The Diocese of Bardstown, the first inland diocese in the United States, was established in 1808, with Benedict Joseph Flaget as the first Bishop of Bardstown. The diocese included most of Kentucky, Tennessee, Missouri, Illinois, Indiana, Ohio and Michigan.

In 1841, the diocese was moved from Bardstown to Louisville, and Saint Louis Church became Saint Louis Cathedral. Bishop Flaget, now the Bishop of Louisville, decided in 1849 that a new cathedral should be built. However, Bishop Flaget died on February 11, 1850, a few months after the laying of the cornerstone for the new church building. His remains rest today in a chapel in the cathedral undercroft.

The project begun by Bishop Flaget was completed by Bishop Martin John Spalding, the second Bishop of Louisville. On October 3, 1852, the new cathedral was dedicated to the Blessed Virgin Mary under the title of the Cathedral of the Assumption. The new cathedral was almost an identical but larger replica of its predecessor, St. Louis Church. The new cathedral was built around St. Louis Church which, when the cathedral was completed, was disassembled and carried piece by piece out the front doors.

The Diocese of Louisville was elevated in 1937 to become the Archdiocese of Louisville and the metropolitan province for all the dioceses in Kentucky and Tennessee.

Bloody Monday 

The newly built Cathedral of the Assumption was nearly destroyed soon after its building due to anti-Catholic and anti-immigrant bigotry in the city of Louisville. On Monday, August 6, 1856, George D. Prentice, editor of the Louisville Journal, placed an article of his own opinion in the paper that speculated the possibility of takeover by immigrants: German and Irish. This also included accusations of vote tampering. Fearing for their safety, the "Know Nothing Party" of Nativists bombarded and ambushed local immigrant workers with ammunition, in total killing 22 German and Irish immigrants across the city. Also, the cathedral and the newly built St. Martin of Tours (completed in 1854) were believed to house weaponry in their basements. They were threatened to be burned, but the mayor of the city at the time, John Barbee, himself a "Know-Nothing," inspected the churches and cleared them of such accusations.

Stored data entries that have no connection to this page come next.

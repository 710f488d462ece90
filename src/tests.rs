mod integration_tests {
    use crate::schemas::StatusResponse;
    use crate::snapshots::{FORECAST_FILE, GRAPH_DIR, HEALTH_FILE, HISTORY_FILE, RISK_FILE};
    use crate::test_utils::{init_test_tracing, setup_test_app, write_snapshot};
    use axum::http::StatusCode;
    use axum_test::TestServer;
    use common::{
        DEFAULT_EXECUTIVE_SUMMARY, ErrorResponse, ExecutiveResponse, ForecastResponse, GraphResponse,
        HealthResponse, ImpactResponse,
    };
    use serde_json::{json, Value};

    fn history(len: usize) -> Value {
        let entries: Vec<Value> = (0..len)
            .map(|i| {
                let score = 80.0 + i as f64;
                json!({
                    "timestamp": format!("2026-01-01T00:00:{:02}Z", i),
                    "health_score": score,
                    "raw": {"health_score": score, "edge_count": 10, "edges": []}
                })
            })
            .collect();
        Value::Array(entries)
    }

    #[tokio::test]
    async fn test_status_check() {
        let _guard = init_test_tracing();
        let (app, _dir) = setup_test_app();
        let server = TestServer::new(app).unwrap();

        let response = server.get("/status").await;

        response.assert_status(StatusCode::OK);
        let body: StatusResponse = response.json();
        assert_eq!(body.status, "healthy");
        assert_eq!(body.data_dir, "available");
    }

    #[tokio::test]
    async fn test_forecast_without_snapshots() {
        let (app, _dir) = setup_test_app();
        let server = TestServer::new(app).unwrap();

        let response = server.get("/api/forecast/").await;

        response.assert_status(StatusCode::OK);
        let body: Value = response.json();
        assert_eq!(body["forecast"], json!({}));
        assert_eq!(body["history"], json!([]));
        assert!(body["timestamp"].as_str().is_some_and(|t| !t.is_empty()));
    }

    #[tokio::test]
    async fn test_forecast_returns_persisted_output_verbatim() {
        let (app, dir) = setup_test_app();
        let expected = json!({
            "status": "success",
            "forecast_next": 91.2,
            "confidence_interval": {"lower": 88.1, "upper": 94.3},
        });
        write_snapshot(dir.path(), FORECAST_FILE, &expected);
        let server = TestServer::new(app).unwrap();

        let response = server.get("/api/forecast/").await;

        response.assert_status(StatusCode::OK);
        let body: Value = response.json();
        assert_eq!(body["forecast"], expected);
    }

    #[tokio::test]
    async fn test_forecast_history_drops_raw_payload() {
        let (app, dir) = setup_test_app();
        write_snapshot(dir.path(), HISTORY_FILE, &history(12));
        let server = TestServer::new(app).unwrap();

        let response = server.get("/api/forecast/").await;

        response.assert_status(StatusCode::OK);
        let body: Value = response.json();
        let entries = body["history"].as_array().unwrap();
        assert_eq!(entries.len(), 12);
        assert_eq!(entries[11]["health_score"], 91.0);
        assert!(entries.iter().all(|entry| entry.get("raw").is_none()));

        let typed: ForecastResponse = response.json();
        assert_eq!(typed.history[0].timestamp, "2026-01-01T00:00:00Z");
    }

    #[tokio::test]
    async fn test_served_forecast_derives_a_chart() {
        let (app, dir) = setup_test_app();
        write_snapshot(dir.path(), HISTORY_FILE, &history(10));
        write_snapshot(
            dir.path(),
            FORECAST_FILE,
            &json!({
                "status": "success",
                "forecast_next": 90.5,
                "confidence_interval": {"lower": 88.0, "upper": 93.0},
                "rmse": 0.41,
                "residual_variance": 0.17,
                "confidence_score": 0.82,
                "volatility": "medium"
            }),
        );
        let server = TestServer::new(app).unwrap();

        let response: ForecastResponse = server.get("/api/forecast/").await.json();
        let view = chart::derive(&response, &chart::ChartConfig::default());

        let model = view.model().expect("served snapshot should chart");
        assert_eq!(model.series().points().len(), 11);
        assert_eq!(model.resolve_index(model.x_scale().apply(10.0)), Some(10));
    }

    #[tokio::test]
    async fn test_malformed_forecast_is_an_error_response() {
        let (app, dir) = setup_test_app();
        std::fs::write(dir.path().join(FORECAST_FILE), "{\"forecast_next\": ").unwrap();
        let server = TestServer::new(app).unwrap();

        let response = server.get("/api/forecast/").await;

        response.assert_status(StatusCode::INTERNAL_SERVER_ERROR);
        let body: ErrorResponse = response.json();
        assert!(!body.success);
        assert_eq!(body.code, "SNAPSHOT_MALFORMED");
    }

    #[tokio::test]
    async fn test_health_snapshot() {
        let (app, dir) = setup_test_app();
        write_snapshot(
            dir.path(),
            HEALTH_FILE,
            &json!({
                "architecture_health_score": 74.5,
                "risk_label": "moderate",
                "stability_index": 0.66,
                "confidence": 0.7
            }),
        );
        let server = TestServer::new(app).unwrap();

        let response = server.get("/api/health/").await;

        response.assert_status(StatusCode::OK);
        let body: HealthResponse = response.json();
        assert_eq!(body.score(), Some(74.5));
        assert_eq!(body.risk_label.as_deref(), Some("moderate"));
        assert!(!body.timestamp.is_empty());
    }

    #[tokio::test]
    async fn test_health_keeps_unknown_engine_fields() {
        let (app, dir) = setup_test_app();
        write_snapshot(
            dir.path(),
            HEALTH_FILE,
            &json!({
                "architecture_health_score": 61.0,
                "coupling_density": 0.42,
                "hotspots": ["billing", "auth"]
            }),
        );
        let server = TestServer::new(app).unwrap();

        let body: Value = server.get("/api/health/").await.json();

        assert_eq!(body["architecture_health_score"], 61.0);
        assert_eq!(body["coupling_density"], 0.42);
        assert_eq!(body["hotspots"], json!(["billing", "auth"]));
    }

    #[tokio::test]
    async fn test_health_without_snapshot_has_only_timestamp() {
        let (app, _dir) = setup_test_app();
        let server = TestServer::new(app).unwrap();

        let body: Value = server.get("/api/health/").await.json();

        let keys: Vec<&String> = body.as_object().unwrap().keys().collect();
        assert_eq!(keys, vec!["timestamp"]);
    }

    #[tokio::test]
    async fn test_executive_summary() {
        let (app, dir) = setup_test_app();
        write_snapshot(dir.path(), FORECAST_FILE, &json!({"forecast_next": 77.0}));
        write_snapshot(dir.path(), RISK_FILE, &json!({"anomalies": 2}));
        let server = TestServer::new(app).unwrap();

        let response = server.get("/api/executive/").await;

        response.assert_status(StatusCode::OK);
        let body: ExecutiveResponse = response.json();
        assert_eq!(body.summary.as_deref(), Some(DEFAULT_EXECUTIVE_SUMMARY));
        assert_eq!(body.forecast_outlook, json!({"forecast_next": 77.0}));
        assert_eq!(body.risk_analysis, json!({"anomalies": 2}));
    }

    #[tokio::test]
    async fn test_impact_wraps_risk_output() {
        let (app, dir) = setup_test_app();
        let ranking = json!({"top_impact": [{"node": "billing.charge", "score": 0.93}]});
        write_snapshot(dir.path(), RISK_FILE, &ranking);
        let server = TestServer::new(app).unwrap();

        let response = server.get("/api/impact/").await;

        response.assert_status(StatusCode::OK);
        let body: ImpactResponse = response.json();
        assert_eq!(body.impact_ranking, ranking);
        assert!(!body.timestamp.is_empty());
    }

    #[tokio::test]
    async fn test_impact_without_snapshot_is_empty_object() {
        let (app, _dir) = setup_test_app();
        let server = TestServer::new(app).unwrap();

        let body: Value = server.get("/api/impact/").await.json();

        assert_eq!(body["impact_ranking"], json!({}));
    }

    #[tokio::test]
    async fn test_graph_without_snapshot_dir_is_empty() {
        let (app, _dir) = setup_test_app();
        let server = TestServer::new(app).unwrap();

        let response = server.get("/api/graph/").await;

        response.assert_status(StatusCode::OK);
        let body: Value = response.json();
        assert_eq!(body["nodes"], json!([]));
        assert_eq!(body["edges"], json!([]));
        assert!(body["timestamp"].as_str().is_some_and(|t| !t.is_empty()));
    }

    #[tokio::test]
    async fn test_graph_serves_latest_snapshot() {
        let (app, dir) = setup_test_app();
        let graphs = dir.path().join(GRAPH_DIR);
        std::fs::create_dir_all(&graphs).unwrap();
        write_snapshot(
            &graphs,
            "2026-01-01T00-00-00.json",
            &json!({"nodes": [{"id": "old"}], "edges": []}),
        );
        write_snapshot(
            &graphs,
            "2026-02-01T00-00-00.json",
            &json!({
                "nodes": [{"id": "api"}, {"id": "db"}],
                "edges": [{"source": "api", "target": "db"}]
            }),
        );
        let server = TestServer::new(app).unwrap();

        let response = server.get("/api/graph/").await;

        response.assert_status(StatusCode::OK);
        let body: GraphResponse = response.json();
        assert_eq!(body.nodes, vec![json!({"id": "api"}), json!({"id": "db"})]);
        assert_eq!(body.edges, vec![json!({"source": "api", "target": "db"})]);
    }

    #[tokio::test]
    async fn test_openapi_document_is_served() {
        let (app, _dir) = setup_test_app();
        let server = TestServer::new(app).unwrap();

        let response = server.get("/api-docs/openapi.json").await;

        response.assert_status(StatusCode::OK);
        let body: Value = response.json();
        assert!(body["paths"].get("/api/forecast/").is_some());
        assert!(body["paths"].get("/api/impact/").is_some());
        assert!(body["paths"].get("/api/graph/").is_some());
    }
}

Renovation and revitalization 

With the 1982 arrival of Thomas C. Kelly, the third Archbishop of Louisville, the Cathedral of the Assumption began anew as an archdiocesan center, under the pastoral direction of Archbishop and Rev. J. Ronald Knott, pastor from 1983 to 1997.

In 1985, the establishment of the Cathedral Heritage Foundation (now known as the Center for Interfaith Relations) began a push for renovation of existing facilities, expansion of the cathedral complex, and revitalization of the cathedral's mission to the broader community as a spiritual center in Louisville. Together, the cathedral parish and the Cathedral Heritage Foundation brought the cathedral into the new millennium.

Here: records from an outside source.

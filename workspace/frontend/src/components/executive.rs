use ::common::ExecutiveResponse;
use yew::prelude::*;

use crate::api_client::executive::get_executive;
use crate::common::fetch_hook::use_polling_fetch;
use crate::common::fetch_render::FetchRender;
use crate::settings;

pub const NO_SUMMARY: &str = "No summary available.";

#[function_component(ExecutivePanel)]
pub fn executive_panel() -> Html {
    let interval = settings::get_settings().poll_interval_ms;
    let (fetch_state, refetch) = use_polling_fetch(get_executive, interval);

    let render = Callback::from(|executive: ExecutiveResponse| {
        let summary = executive
            .summary
            .filter(|summary| !summary.trim().is_empty())
            .unwrap_or_else(|| NO_SUMMARY.to_string());
        html! {
            <p class="text-gray-300 leading-relaxed">{summary}</p>
        }
    });

    html! {
        <div class="bg-slate-900 p-8 rounded-2xl border border-slate-800">
            <h2 class="text-lg text-gray-400 mb-6">{"Executive Summary"}</h2>
            <FetchRender<ExecutiveResponse>
                state={(*fetch_state).clone()}
                render={render}
                loading_label="Loading summary..."
                on_retry={Some(refetch)}
            />
        </div>
    }
}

Renovation began in 1988 with the removal of sections of the cathedral spire, along with the finial and cross. The year 1989 saw a comprehensive restoration plan adopted. In June 1991, after one hundred years of disuse, the completely restored cathedral undercroft was reopened. Finally, in February 1993, renovation on the main cathedral space began and continued for nearly two years. The grand reopening of the cathedral was celebrated in 1994, with a completely renovated cathedral space.

In May 1994, Archbishop Kelly moved into the cathedral rectory, making him the first bishop to live in Downtown Louisville in one hundred twenty years. In June 1998, the cathedral spire and bell tower were completely renovated.

In May 2005, the first phase of renovations began on the cathedral school building, which now houses the cathedral parish office. Phase one renovations will provide more space for the parish offices while phase two will provide renovated, state-of-the-art practice space for the cathedrals renowned choirs.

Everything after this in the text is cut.